In other embodiments, the noncrystalline resin used in the formation of the toner of the present invention can be high
Molecular weight noncrystalline resin.As used herein, high molecular amorphous polyester resin can such as have as passed through
Measured by GPC e.g., from about 1,000 to about 10,000, the most about 2,000 to about 9,000,
In embodiment about 3,000 to the Mn of about 8,000, the most about 6,000 to about 7,000.As
Measured by GPC, the Mw of resin can higher than 45,000, e.g., from about 45,000 to about 150,000,
The most about 50,000 to about 100,000, the most about 63,000 to about 94,000,
In embodiment about 68,000 to about 85,000.It is equivalent to the polydispersity index (PD) of molecular weight distribution
About more than 4, such as measured by by GPC, the most about 4 to about 20, implement
In example, about 5 to about 10, the most about 6 to about 8.High molecular amorphous polyester resin can be from many
Multi-source obtains, can have e.g., from about 30 DEG C to about 140 DEG C, the most about 75 DEG C to about 130 DEG C,
The most about 100 DEG C to about 125 DEG C, the various fusing points of the most about 115 DEG C to about 124 DEG C.

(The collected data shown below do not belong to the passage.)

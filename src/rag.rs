//! Retrieval-augmented answer composer.
//!
//! [`RagEngine`] wires the embedding client, the vector store, and the
//! completion client together: embed the question, retrieve the top-K
//! chunks, assemble a single prompt from the question, the conversation
//! history, and the retrieved knowledge, ask the model once, then run the
//! source attribution filter over the raw answer.
//!
//! The engine holds trait objects at every seam so tests can substitute
//! in-memory doubles for the store and both API clients.

use std::sync::Arc;

use anyhow::{bail, Result};

use crate::embedding::Embedder;
use crate::llm::CompletionClient;
use crate::models::{Message, RetrievedChunk};
use crate::store::VectorStore;

/// Phrases that indicate the model lacked information. When the answer
/// contains any of them (case-insensitive), sources are suppressed. This is
/// a heuristic; false positives and negatives are accepted.
const NEGATIVE_PHRASES: &[&str] = &[
    "don't have",
    "no information",
    "don't know",
    "no relevant",
    "i don't have",
    "i don't know",
];

/// Placeholder knowledge block used when retrieval returns nothing.
const NO_KNOWLEDGE: &str = "No relevant documents found in knowledge base";

/// Placeholder history block used when no history is supplied.
const NO_HISTORY: &str = "No previous conversation";

/// A composed answer with the sources that survived attribution filtering.
#[derive(Debug, Clone)]
pub struct RagAnswer {
    pub reply: String,
    pub sources: Vec<String>,
}

pub struct RagEngine {
    store: Arc<dyn VectorStore>,
    embedder: Arc<dyn Embedder>,
    llm: Arc<dyn CompletionClient>,
    top_k: usize,
}

impl RagEngine {
    pub fn new(
        store: Arc<dyn VectorStore>,
        embedder: Arc<dyn Embedder>,
        llm: Arc<dyn CompletionClient>,
        top_k: usize,
    ) -> Self {
        Self {
            store,
            embedder,
            llm,
            top_k,
        }
    }

    /// Retrieve the top-K chunks for a query without generating an answer.
    /// Backs the debug endpoint and the `search` command.
    pub async fn retrieve(&self, query: &str) -> Result<Vec<RetrievedChunk>> {
        if query.trim().is_empty() {
            bail!("query must not be empty");
        }
        let query_vec = self.embedder.embed_query(query).await?;
        self.store.search(&query_vec, self.top_k).await
    }

    /// Answer a user message from retrieved knowledge.
    ///
    /// Retrieval returning zero chunks does not short-circuit: the model is
    /// still invoked with a placeholder knowledge block.
    pub async fn answer(&self, message: &str, history: Option<&[Message]>) -> Result<RagAnswer> {
        if message.trim().is_empty() {
            bail!("message must not be empty");
        }

        let query_vec = self.embedder.embed_query(message).await?;
        let docs = self.store.search(&query_vec, self.top_k).await?;

        let knowledge = build_knowledge_block(&docs);
        let candidates = collect_sources(&docs);
        let history_block = format_history(history);
        let prompt = build_prompt(message, &history_block, &knowledge);

        let reply = self.llm.complete(&[Message::user(prompt)]).await?;
        let sources = filter_sources(&reply, &candidates);

        Ok(RagAnswer { reply, sources })
    }
}

/// Join retrieved chunk texts into a single double-newline-separated block,
/// or the fixed placeholder when nothing was retrieved.
fn build_knowledge_block(docs: &[RetrievedChunk]) -> String {
    let parts: Vec<&str> = docs
        .iter()
        .map(|d| d.text.trim())
        .filter(|t| !t.is_empty())
        .collect();
    if parts.is_empty() {
        NO_KNOWLEDGE.to_string()
    } else {
        parts.join("\n\n")
    }
}

/// Best-effort source identifier per chunk: explicit `source` field, then
/// `file_path`, then `filename`, else a positional placeholder. Deduplicated
/// preserving first-seen order.
fn collect_sources(docs: &[RetrievedChunk]) -> Vec<String> {
    let mut sources: Vec<String> = Vec::new();
    for (i, doc) in docs.iter().enumerate() {
        let label = ["source", "file_path", "filename"]
            .iter()
            .find_map(|key| doc.metadata.get(*key).and_then(|v| v.as_str()))
            .map(|s| s.to_string())
            .unwrap_or_else(|| format!("Document #{}", i + 1));

        if !sources.contains(&label) {
            sources.push(label);
        }
    }
    sources
}

/// Render history as alternating `role: content` lines, or the fixed
/// placeholder when absent or empty.
fn format_history(history: Option<&[Message]>) -> String {
    match history {
        Some(messages) if !messages.is_empty() => {
            let mut out = String::new();
            for msg in messages {
                out.push_str(msg.role.as_str());
                out.push_str(": ");
                out.push_str(&msg.content);
                out.push('\n');
            }
            out
        }
        _ => NO_HISTORY.to_string(),
    }
}

fn build_prompt(question: &str, history: &str, knowledge: &str) -> String {
    format!(
        "You are a helpful assistant answering questions from a curated knowledge base.\n\
         \n\
         Your role:\n\
         - Answer questions ONLY using information from the knowledge base content below\n\
         - If the information is not in the knowledge base, clearly state that you don't \
         have that information\n\
         - Be helpful, concise, and direct\n\
         \n\
         Do NOT mention where your information comes from or that you're using a knowledge \
         base. Just answer the question naturally.\n\
         \n\
         The question: {question}\n\
         \n\
         Conversation history:\n{history}\n\
         \n\
         The knowledge base content:\n{knowledge}\n\
         \n\
         Please answer the user's question:"
    )
}

/// Decide which candidate sources to surface for a generated answer.
///
/// If the answer contains any negative-result phrase, the model indicated it
/// lacked information and no sources are shown.
pub fn filter_sources(answer: &str, candidates: &[String]) -> Vec<String> {
    let lowered = answer.to_lowercase();
    if NEGATIVE_PHRASES.iter().any(|p| lowered.contains(p)) {
        return Vec::new();
    }
    candidates.to_vec()
}

#[cfg(test)]
mod tests {
    use super::*;
    use crate::store::MemoryStore;
    use async_trait::async_trait;
    use std::sync::atomic::{AtomicUsize, Ordering};
    use std::sync::Mutex;

    /// Embedder double returning a fixed vector and counting calls.
    struct StubEmbedder {
        calls: AtomicUsize,
    }

    impl StubEmbedder {
        fn new() -> Self {
            Self {
                calls: AtomicUsize::new(0),
            }
        }
    }

    #[async_trait]
    impl Embedder for StubEmbedder {
        fn model_name(&self) -> &str {
            "stub"
        }
        fn dims(&self) -> usize {
            2
        }
        async fn embed_texts(&self, texts: &[String]) -> Result<Vec<Vec<f32>>> {
            self.calls.fetch_add(1, Ordering::SeqCst);
            Ok(texts.iter().map(|_| vec![1.0, 0.0]).collect())
        }
    }

    /// Completion double returning a canned reply, recording prompts.
    struct StubCompletion {
        reply: String,
        calls: AtomicUsize,
        prompts: Mutex<Vec<String>>,
    }

    impl StubCompletion {
        fn new(reply: &str) -> Self {
            Self {
                reply: reply.to_string(),
                calls: AtomicUsize::new(0),
                prompts: Mutex::new(Vec::new()),
            }
        }
    }

    #[async_trait]
    impl CompletionClient for StubCompletion {
        async fn complete(&self, messages: &[Message]) -> Result<String> {
            self.calls.fetch_add(1, Ordering::SeqCst);
            self.prompts
                .lock()
                .unwrap()
                .push(messages.last().map(|m| m.content.clone()).unwrap_or_default());
            Ok(self.reply.clone())
        }
    }

    async fn seeded_store() -> Arc<MemoryStore> {
        let store = Arc::new(MemoryStore::new());
        store
            .add(
                &[crate::models::DocumentChunk {
                    id: String::new(),
                    text: "CBT is Cognitive Behavioral Therapy, a structured form of talk therapy."
                        .to_string(),
                    metadata: serde_json::json!({ "source": "intro.pdf" }),
                }],
                &[vec![1.0, 0.0]],
            )
            .await
            .unwrap();
        store
    }

    fn engine(
        store: Arc<MemoryStore>,
        embedder: Arc<StubEmbedder>,
        llm: Arc<StubCompletion>,
    ) -> RagEngine {
        RagEngine::new(store, embedder, llm, 5)
    }

    #[tokio::test]
    async fn test_empty_message_rejected_before_any_call() {
        let embedder = Arc::new(StubEmbedder::new());
        let llm = Arc::new(StubCompletion::new("unused"));
        let engine = engine(seeded_store().await, embedder.clone(), llm.clone());

        assert!(engine.answer("   ", None).await.is_err());
        assert_eq!(embedder.calls.load(Ordering::SeqCst), 0);
        assert_eq!(llm.calls.load(Ordering::SeqCst), 0);
    }

    #[tokio::test]
    async fn test_answer_includes_matching_source() {
        let embedder = Arc::new(StubEmbedder::new());
        let llm = Arc::new(StubCompletion::new(
            "CBT stands for Cognitive Behavioral Therapy.",
        ));
        let engine = engine(seeded_store().await, embedder, llm.clone());

        let answer = engine.answer("What is CBT?", None).await.unwrap();
        assert_eq!(answer.reply, "CBT stands for Cognitive Behavioral Therapy.");
        assert_eq!(answer.sources, vec!["intro.pdf".to_string()]);
        assert_eq!(llm.calls.load(Ordering::SeqCst), 1);

        // Retrieved knowledge and the question both appear in the prompt.
        let prompts = llm.prompts.lock().unwrap();
        assert!(prompts[0].contains("Cognitive Behavioral Therapy"));
        assert!(prompts[0].contains("What is CBT?"));
        assert!(prompts[0].contains(NO_HISTORY));
    }

    #[tokio::test]
    async fn test_negative_answer_suppresses_sources() {
        let embedder = Arc::new(StubEmbedder::new());
        let llm = Arc::new(StubCompletion::new(
            "I don't have enough information to answer that.",
        ));
        let engine = engine(seeded_store().await, embedder, llm);

        let answer = engine.answer("What is DBT?", None).await.unwrap();
        assert!(answer.sources.is_empty());
    }

    #[tokio::test]
    async fn test_empty_store_still_invokes_model() {
        let store = Arc::new(MemoryStore::new());
        let embedder = Arc::new(StubEmbedder::new());
        let llm = Arc::new(StubCompletion::new("I don't know."));
        let engine = RagEngine::new(store, embedder, llm.clone(), 5);

        let answer = engine.answer("anything", None).await.unwrap();
        assert_eq!(llm.calls.load(Ordering::SeqCst), 1);
        assert!(answer.sources.is_empty());

        let prompts = llm.prompts.lock().unwrap();
        assert!(prompts[0].contains(NO_KNOWLEDGE));
    }

    #[tokio::test]
    async fn test_history_rendered_as_role_lines() {
        let embedder = Arc::new(StubEmbedder::new());
        let llm = Arc::new(StubCompletion::new("Sure."));
        let engine = engine(seeded_store().await, embedder, llm.clone());

        let history = vec![
            Message::user("I feel anxious lately."),
            Message::assistant("Tell me more about when it started."),
        ];
        engine
            .answer("What coping techniques help?", Some(&history))
            .await
            .unwrap();

        let prompts = llm.prompts.lock().unwrap();
        assert!(prompts[0].contains("user: I feel anxious lately."));
        assert!(prompts[0].contains("assistant: Tell me more about when it started."));
    }

    #[tokio::test]
    async fn test_retrieve_rejects_empty_query() {
        let embedder = Arc::new(StubEmbedder::new());
        let llm = Arc::new(StubCompletion::new("unused"));
        let engine = engine(seeded_store().await, embedder.clone(), llm);

        assert!(engine.retrieve("").await.is_err());
        assert_eq!(embedder.calls.load(Ordering::SeqCst), 0);
    }

    #[test]
    fn test_collect_sources_fallbacks_and_dedup() {
        let docs = vec![
            RetrievedChunk {
                text: "a".to_string(),
                metadata: serde_json::json!({ "source": "intro.pdf" }),
                score: 0.9,
            },
            RetrievedChunk {
                text: "b".to_string(),
                metadata: serde_json::json!({ "file_path": "guide.pdf" }),
                score: 0.8,
            },
            RetrievedChunk {
                text: "c".to_string(),
                metadata: serde_json::json!({ "source": "intro.pdf" }),
                score: 0.7,
            },
            RetrievedChunk {
                text: "d".to_string(),
                metadata: serde_json::json!({}),
                score: 0.6,
            },
        ];
        let sources = collect_sources(&docs);
        assert_eq!(sources, vec!["intro.pdf", "guide.pdf", "Document #4"]);
    }

    #[test]
    fn test_filter_sources_negative_phrases() {
        let candidates = vec!["intro.pdf".to_string()];
        assert!(filter_sources(
            "I don't have enough information about that.",
            &candidates
        )
        .is_empty());
        assert!(filter_sources("There is NO RELEVANT content here.", &candidates).is_empty());
        assert_eq!(
            filter_sources("CBT helps restructure thoughts.", &candidates),
            candidates
        );
    }

    #[test]
    fn test_filter_sources_empty_candidates() {
        assert!(filter_sources("A confident answer.", &[]).is_empty());
    }
}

High molecular noncrystalline resin can have about 53 DEG C to about 58 DEG C, the most about 54.5 DEG C to about 57 DEG C
Tg.
In other embodiments, at the noncrystalline resin of combination can have about 130 DEG C, about 10 to about
1,000,000Pa*S, the most about 50 are to the melt viscosity of about 100,000Pa*S.
Catalyst
Can be used on crystallization or amorphous polyester formation in polycondensation catalyst include tetraalkyl titanate, two
Alkyl-tin oxide such as Dibutyltin oxide, tetraalkyl tin such as dibutyl tin dilaurate and dialkyl group oxygen
Change stannum hydroxide such as butyl stannum oxide hydroxide, aluminium-alcohol salt, zinc alkyl, dialkyl group zinc, oxidation
Zinc, Tin monoxide or combinations thereof.Based on being used for generating initial diacid or the diester meter of polyester resin,
This type of catalyst can e.g., from about 0.01 mole % to about 5 mole of % amount use.
Crosslinked resin
Linear or branched unsaturated polyester (UP) can be converted into highly cross-linked polyester by reactive extrursion.Line
Shape or branched unsaturated polyester (UP) can include saturated and undersaturated diacid (or anhydride) and dihydroxylic alcohols (two
Alcohol (glycol) or glycol (diol)).Gained unsaturated polyester (UP) can be in two aspects reactive (such as,
Crosslinkable): (i) along the unsaturated site (double bond) of polyester chain, and (ii) to be suitable for Acid-Base anti-
The functional group answered, such as carboxyl, hydroxyl and similar group.Unsaturated polyester resin can use diacid and/
Or anhydride prepared by melt polycondensation or other polymerization with glycol.The schematic example of unsaturated polyester (UP)
Son can include in various polyester any kind, such as SPARTM(Dixie Chemicals)、BECKOSOLTM
(Reichhold Inc)、ARAKOTETM(Ciba-Geigy Corporation)、HETRONTM
(Ashland Chemical)、PARAPLEXTM(Rohm&Hass)、POLYLITETM
(Reichhold Inc)、PLASTHALLTM(Rohm&Hass)、CYGALTM(American
Cyanamide)、ARMCOTM(Armco Composites)、ARPOLTM(Ashland
Chemical)、CELANEXTM(Celanese Eng)、RYNITETM(DuPont)、STYPOLTM
(Freeman Chemical Corporation), linear unsaturation (propoxylated bisphenol-fumarate)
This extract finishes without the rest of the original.